Effects of COVID-19 on developing countries in Africa
The World Health Organization (WHO) took steps at the beginning of the pandemic to develop guidelines for developing countries that are considered to be at risk during a pandemic. This included detection measures, laboratory testing, community infection management, engagement and risk, travel advisories and restrictions, clinical management of critical cases, and case monitoring. To reduce the spread of the virus, the rally was based on three main measures for individuals: maintain social distance from other people, wear a mask that covers your nose and mouth, and stay home unless necessary (WHO, 2021 )).
Many developed countries in the midst of the pandemic were implementing strategies that had proven successful in China, such as partial and complete closures and restricted entry and exit to their countries (Yiu, Yiu & Li, 2020). As the pandemic continued to wreak havoc, tighter restrictions were put in place, especially in countries whose response time was delayed when the disease was first reported within their borders. This included Spain, Italy, the United States, and countries that experienced rapid transmissions and reported thousands of cases in a single day (Liao, Zhang, Marley & Tang, 2020).

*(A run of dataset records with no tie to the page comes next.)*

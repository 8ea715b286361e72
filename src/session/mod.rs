//! Chat session state.
//!
//! Holds the conversation history sent to the LLM and projects it into the
//! variable store: positional names (`1` is the most recent message) and
//! `#`-prefixed session metadata.

use std::time::{SystemTime, UNIX_EPOCH};

use crate::engine::vars::VariableStore;
use crate::llm::types::Message;

/// Default system prompt for the chat backend.
const DEFAULT_SYSTEM_PROMPT: &str =
    "You are a helpful assistant running inside an interactive console. \
     Answer concisely in plain text.";

/// Conversation history plus session metadata.
#[derive(Debug, Clone)]
pub struct ChatSession {
    system_prompt: String,
    messages: Vec<Message>,
    session_id: String,
    model: String,
}

impl ChatSession {
    /// Creates an empty session with a fresh id.
    pub fn new() -> Self {
        Self {
            system_prompt: DEFAULT_SYSTEM_PROMPT.to_string(),
            messages: Vec::new(),
            session_id: generate_session_id(),
            model: String::new(),
        }
    }

    /// Replaces the system prompt.
    pub fn with_system_prompt(mut self, prompt: impl Into<String>) -> Self {
        self.system_prompt = prompt.into();
        self
    }

    /// Records the model name for `#model` projection.
    pub fn set_model(&mut self, model: impl Into<String>) {
        self.model = model.into();
    }

    /// Returns the session id.
    pub fn id(&self) -> &str {
        &self.session_id
    }

    /// Appends a user message.
    pub fn push_user(&mut self, content: impl Into<String>) {
        self.messages.push(Message::user(content));
    }

    /// Appends an assistant message.
    pub fn push_assistant(&mut self, content: impl Into<String>) {
        self.messages.push(Message::assistant(content));
    }

    /// Returns the history as sent to the backend: system prompt first,
    /// then the conversation in order.
    pub fn messages_for_llm(&self) -> Vec<Message> {
        let mut messages = Vec::with_capacity(self.messages.len() + 1);
        messages.push(Message::system(self.system_prompt.clone()));
        messages.extend(self.messages.iter().cloned());
        messages
    }

    /// Returns the conversation history (system prompt excluded).
    pub fn messages(&self) -> &[Message] {
        &self.messages
    }

    /// Number of messages in the history.
    pub fn message_count(&self) -> usize {
        self.messages.len()
    }

    /// Clears the history and issues a new session id.
    pub fn clear(&mut self) {
        self.messages.clear();
        self.session_id = generate_session_id();
    }

    /// Publishes the session into the variable store.
    ///
    /// Positional names count back from the end of the history: `1` is the
    /// most recent message, `2` the one before it. Stale positions from a
    /// longer previous history are removed first.
    pub fn project_into(&self, vars: &mut VariableStore) {
        vars.clear_positional();
        for (i, message) in self.messages.iter().rev().enumerate() {
            vars.set_system((i + 1).to_string().as_str(), message.content.clone());
        }
        vars.set_system("#message_count", self.messages.len().to_string());
        vars.set_system("#session_id", self.session_id.clone());
        vars.set_system("#model", self.model.clone());
    }
}

impl Default for ChatSession {
    fn default() -> Self {
        Self::new()
    }
}

fn generate_session_id() -> String {
    let micros = SystemTime::now()
        .duration_since(UNIX_EPOCH)
        .map(|d| d.as_micros())
        .unwrap_or(0);
    format!("session-{micros}")
}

Given the overwhelming speed at which the virus was spreading in developed countries, it was predicted that developing countries, particularly in Africa, would bear the brunt of the pandemic in both health and economic sectors. African countries in particular are considered fragile health systems and it was believed that they would quickly become overwhelmed with devastating results. Low testing capacity, overcrowded slum housing and poor access to health care led the WHO, the United Nations and other experts to predict the deaths of over 300,000 Africans in the first year of the pandemic. However, the spread of the virus and the resulting deaths in Africa were far less than predicted, a factor that sparked debates about why the spread was less than other parts of the world. In September 2020, the Covid-19 death rate in Africa was 2.4%, down from 2.9% in North America and 4.5% in Europe (Winning, 2020).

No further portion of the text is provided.